### Task material
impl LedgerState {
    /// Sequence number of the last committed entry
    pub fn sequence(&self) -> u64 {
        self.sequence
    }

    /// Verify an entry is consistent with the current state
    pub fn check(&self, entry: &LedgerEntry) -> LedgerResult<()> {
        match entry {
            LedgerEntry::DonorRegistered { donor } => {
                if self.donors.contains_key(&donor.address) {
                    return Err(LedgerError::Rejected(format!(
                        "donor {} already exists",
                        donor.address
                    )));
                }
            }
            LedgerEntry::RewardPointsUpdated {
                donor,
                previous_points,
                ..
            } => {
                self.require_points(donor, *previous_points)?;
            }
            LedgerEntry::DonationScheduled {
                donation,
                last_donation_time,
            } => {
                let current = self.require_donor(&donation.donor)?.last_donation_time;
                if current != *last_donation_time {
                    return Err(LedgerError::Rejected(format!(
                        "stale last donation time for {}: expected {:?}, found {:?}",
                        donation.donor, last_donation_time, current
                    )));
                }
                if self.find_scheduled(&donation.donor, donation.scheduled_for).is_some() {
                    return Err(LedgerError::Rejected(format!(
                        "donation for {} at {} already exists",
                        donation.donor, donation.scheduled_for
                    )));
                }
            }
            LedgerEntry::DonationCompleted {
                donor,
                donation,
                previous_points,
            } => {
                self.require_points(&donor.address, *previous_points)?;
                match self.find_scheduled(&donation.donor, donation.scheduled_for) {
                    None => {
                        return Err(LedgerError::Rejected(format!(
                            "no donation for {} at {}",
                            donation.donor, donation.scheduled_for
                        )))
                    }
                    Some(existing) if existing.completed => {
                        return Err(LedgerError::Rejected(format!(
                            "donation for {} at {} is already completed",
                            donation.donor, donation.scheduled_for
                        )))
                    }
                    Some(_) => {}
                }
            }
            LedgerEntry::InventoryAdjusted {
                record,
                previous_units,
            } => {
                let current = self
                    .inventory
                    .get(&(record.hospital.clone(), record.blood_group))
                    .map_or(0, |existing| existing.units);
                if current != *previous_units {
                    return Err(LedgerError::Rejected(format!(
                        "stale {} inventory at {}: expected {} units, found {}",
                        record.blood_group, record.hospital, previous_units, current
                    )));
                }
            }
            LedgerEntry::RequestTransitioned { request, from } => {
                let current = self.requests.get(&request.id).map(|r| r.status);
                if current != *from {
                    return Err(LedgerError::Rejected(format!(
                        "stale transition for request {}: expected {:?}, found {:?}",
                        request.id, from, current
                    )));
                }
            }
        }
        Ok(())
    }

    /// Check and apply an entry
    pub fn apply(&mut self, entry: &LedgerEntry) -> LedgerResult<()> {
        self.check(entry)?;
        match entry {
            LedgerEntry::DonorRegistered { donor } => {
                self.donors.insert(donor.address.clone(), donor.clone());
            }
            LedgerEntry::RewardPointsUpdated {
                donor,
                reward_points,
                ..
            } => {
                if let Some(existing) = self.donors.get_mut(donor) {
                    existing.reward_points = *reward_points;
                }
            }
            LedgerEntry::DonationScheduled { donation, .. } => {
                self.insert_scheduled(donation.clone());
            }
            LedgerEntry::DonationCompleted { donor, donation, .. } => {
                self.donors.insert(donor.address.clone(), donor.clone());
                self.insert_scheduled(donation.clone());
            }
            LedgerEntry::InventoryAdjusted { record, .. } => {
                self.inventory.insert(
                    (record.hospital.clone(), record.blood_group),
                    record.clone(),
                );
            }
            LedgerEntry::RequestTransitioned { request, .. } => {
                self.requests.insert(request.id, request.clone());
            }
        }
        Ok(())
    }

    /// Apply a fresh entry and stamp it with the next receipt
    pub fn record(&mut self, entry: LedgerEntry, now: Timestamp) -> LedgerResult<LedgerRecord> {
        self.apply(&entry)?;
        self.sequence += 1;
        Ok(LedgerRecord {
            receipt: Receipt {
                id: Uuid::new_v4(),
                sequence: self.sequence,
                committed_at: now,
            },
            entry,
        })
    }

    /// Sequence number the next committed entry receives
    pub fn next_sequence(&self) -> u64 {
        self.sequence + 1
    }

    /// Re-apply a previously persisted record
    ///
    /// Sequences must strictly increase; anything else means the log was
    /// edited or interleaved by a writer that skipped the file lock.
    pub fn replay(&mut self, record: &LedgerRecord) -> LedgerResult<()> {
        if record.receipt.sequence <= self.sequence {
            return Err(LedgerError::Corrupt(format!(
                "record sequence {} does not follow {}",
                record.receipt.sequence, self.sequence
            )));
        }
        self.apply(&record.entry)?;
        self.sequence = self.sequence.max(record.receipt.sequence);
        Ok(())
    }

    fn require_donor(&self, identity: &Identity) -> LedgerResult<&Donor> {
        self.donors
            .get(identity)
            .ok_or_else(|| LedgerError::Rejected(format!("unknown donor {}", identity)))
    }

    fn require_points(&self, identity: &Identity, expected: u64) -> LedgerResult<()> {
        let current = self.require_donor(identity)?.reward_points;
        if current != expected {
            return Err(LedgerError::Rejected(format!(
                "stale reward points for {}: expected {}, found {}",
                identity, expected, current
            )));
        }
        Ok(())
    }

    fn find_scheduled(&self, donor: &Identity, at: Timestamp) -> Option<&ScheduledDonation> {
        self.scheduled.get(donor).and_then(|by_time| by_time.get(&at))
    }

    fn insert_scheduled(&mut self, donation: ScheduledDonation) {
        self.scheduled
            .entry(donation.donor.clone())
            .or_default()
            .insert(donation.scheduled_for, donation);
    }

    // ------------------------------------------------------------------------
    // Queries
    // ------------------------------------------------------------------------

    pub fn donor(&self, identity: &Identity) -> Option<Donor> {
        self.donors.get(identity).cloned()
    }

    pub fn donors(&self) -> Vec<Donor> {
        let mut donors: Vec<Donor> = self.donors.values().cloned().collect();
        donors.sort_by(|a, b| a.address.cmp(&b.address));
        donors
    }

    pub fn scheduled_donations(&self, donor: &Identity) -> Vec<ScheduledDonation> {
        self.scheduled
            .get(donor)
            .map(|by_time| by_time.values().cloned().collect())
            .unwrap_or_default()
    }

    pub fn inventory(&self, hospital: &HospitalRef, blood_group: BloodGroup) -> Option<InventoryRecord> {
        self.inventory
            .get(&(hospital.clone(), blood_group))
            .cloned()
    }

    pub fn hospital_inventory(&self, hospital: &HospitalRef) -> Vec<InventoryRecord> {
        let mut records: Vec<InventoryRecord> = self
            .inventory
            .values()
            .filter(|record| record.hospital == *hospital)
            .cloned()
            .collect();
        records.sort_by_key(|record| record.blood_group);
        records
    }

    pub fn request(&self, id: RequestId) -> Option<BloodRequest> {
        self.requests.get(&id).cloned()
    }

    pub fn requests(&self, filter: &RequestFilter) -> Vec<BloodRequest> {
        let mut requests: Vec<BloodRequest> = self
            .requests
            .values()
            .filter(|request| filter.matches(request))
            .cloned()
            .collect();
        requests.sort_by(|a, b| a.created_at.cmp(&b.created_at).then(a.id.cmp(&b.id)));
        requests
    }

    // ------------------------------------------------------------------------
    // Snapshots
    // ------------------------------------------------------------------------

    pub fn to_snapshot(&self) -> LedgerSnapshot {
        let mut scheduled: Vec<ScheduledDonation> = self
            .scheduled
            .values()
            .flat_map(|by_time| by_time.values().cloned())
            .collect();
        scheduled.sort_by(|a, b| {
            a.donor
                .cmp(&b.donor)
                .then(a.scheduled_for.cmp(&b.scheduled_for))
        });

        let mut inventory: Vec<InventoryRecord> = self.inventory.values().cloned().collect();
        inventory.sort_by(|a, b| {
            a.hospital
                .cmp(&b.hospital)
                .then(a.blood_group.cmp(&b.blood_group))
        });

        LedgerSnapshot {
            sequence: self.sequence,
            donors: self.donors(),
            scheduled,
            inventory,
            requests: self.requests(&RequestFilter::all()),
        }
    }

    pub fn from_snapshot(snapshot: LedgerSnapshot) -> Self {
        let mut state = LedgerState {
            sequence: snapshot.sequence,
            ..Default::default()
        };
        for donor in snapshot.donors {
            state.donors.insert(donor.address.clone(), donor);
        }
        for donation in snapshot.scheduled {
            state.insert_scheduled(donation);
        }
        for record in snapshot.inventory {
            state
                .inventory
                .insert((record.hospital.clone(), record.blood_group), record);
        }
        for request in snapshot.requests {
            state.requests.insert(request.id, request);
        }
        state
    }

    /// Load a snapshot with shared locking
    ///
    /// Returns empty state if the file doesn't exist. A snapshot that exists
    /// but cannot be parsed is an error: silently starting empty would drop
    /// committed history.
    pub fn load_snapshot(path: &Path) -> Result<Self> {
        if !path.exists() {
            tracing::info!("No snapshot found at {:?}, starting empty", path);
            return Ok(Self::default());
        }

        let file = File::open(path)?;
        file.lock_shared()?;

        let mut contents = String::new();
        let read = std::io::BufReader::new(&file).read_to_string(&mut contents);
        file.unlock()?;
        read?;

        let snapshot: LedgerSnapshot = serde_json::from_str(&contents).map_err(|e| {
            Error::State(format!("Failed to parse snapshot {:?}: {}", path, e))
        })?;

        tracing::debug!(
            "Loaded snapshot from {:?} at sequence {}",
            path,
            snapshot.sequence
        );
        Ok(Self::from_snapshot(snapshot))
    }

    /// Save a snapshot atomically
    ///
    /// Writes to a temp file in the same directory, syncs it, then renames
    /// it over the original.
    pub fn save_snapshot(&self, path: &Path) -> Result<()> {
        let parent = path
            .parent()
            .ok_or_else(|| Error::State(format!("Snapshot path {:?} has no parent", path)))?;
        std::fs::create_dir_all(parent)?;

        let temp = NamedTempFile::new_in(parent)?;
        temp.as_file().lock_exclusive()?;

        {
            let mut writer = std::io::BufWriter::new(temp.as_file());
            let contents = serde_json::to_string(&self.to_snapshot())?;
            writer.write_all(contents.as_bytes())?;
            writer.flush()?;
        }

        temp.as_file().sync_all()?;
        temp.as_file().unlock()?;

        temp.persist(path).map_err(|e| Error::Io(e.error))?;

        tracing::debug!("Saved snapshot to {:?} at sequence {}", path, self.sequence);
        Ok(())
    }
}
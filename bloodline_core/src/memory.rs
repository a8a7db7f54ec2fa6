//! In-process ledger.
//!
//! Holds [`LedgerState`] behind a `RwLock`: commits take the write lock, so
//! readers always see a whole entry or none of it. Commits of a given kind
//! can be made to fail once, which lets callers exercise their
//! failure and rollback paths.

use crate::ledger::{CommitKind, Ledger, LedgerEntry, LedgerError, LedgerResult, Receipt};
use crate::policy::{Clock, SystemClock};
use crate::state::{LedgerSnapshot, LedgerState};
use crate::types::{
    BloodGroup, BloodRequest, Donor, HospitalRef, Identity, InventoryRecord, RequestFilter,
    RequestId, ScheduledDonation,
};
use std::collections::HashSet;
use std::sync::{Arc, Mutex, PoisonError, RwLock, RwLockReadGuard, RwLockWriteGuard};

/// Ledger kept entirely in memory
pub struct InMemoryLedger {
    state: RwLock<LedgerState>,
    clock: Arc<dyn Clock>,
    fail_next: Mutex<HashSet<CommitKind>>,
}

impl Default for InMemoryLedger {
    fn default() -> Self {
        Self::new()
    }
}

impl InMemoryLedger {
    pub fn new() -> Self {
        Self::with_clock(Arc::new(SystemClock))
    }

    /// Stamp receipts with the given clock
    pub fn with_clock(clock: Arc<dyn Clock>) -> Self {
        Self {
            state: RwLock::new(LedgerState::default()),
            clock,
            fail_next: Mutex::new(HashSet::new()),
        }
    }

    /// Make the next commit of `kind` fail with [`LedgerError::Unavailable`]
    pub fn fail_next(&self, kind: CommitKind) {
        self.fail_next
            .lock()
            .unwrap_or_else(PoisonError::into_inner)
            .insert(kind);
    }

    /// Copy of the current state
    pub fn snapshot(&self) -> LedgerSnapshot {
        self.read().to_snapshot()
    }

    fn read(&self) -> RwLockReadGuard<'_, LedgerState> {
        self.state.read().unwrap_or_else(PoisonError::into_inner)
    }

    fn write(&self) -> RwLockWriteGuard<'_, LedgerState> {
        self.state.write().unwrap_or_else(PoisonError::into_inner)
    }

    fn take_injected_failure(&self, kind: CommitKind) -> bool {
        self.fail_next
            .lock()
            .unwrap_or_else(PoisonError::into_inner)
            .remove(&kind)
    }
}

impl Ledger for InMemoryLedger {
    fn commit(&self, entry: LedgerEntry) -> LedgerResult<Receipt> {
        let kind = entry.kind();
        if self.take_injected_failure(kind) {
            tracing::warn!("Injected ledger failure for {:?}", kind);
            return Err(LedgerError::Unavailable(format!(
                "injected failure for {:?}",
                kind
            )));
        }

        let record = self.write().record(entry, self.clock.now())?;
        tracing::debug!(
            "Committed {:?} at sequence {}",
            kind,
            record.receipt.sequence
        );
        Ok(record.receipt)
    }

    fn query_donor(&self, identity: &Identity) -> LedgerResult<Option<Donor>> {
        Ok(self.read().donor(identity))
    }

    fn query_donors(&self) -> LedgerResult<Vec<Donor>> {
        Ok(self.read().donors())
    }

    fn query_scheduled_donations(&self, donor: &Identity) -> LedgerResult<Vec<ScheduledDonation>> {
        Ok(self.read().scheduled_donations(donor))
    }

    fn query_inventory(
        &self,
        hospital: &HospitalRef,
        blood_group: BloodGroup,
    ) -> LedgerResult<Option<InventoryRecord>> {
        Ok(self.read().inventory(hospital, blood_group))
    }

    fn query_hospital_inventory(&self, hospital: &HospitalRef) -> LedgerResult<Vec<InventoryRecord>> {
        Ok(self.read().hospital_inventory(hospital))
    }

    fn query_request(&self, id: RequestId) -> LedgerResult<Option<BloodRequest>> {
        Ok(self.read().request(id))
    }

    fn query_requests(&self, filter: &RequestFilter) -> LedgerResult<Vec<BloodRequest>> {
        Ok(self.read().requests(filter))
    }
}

### Work request
Only a number is wanted here: how many lines of the records above contain "DonationCompleted".

### Written response
2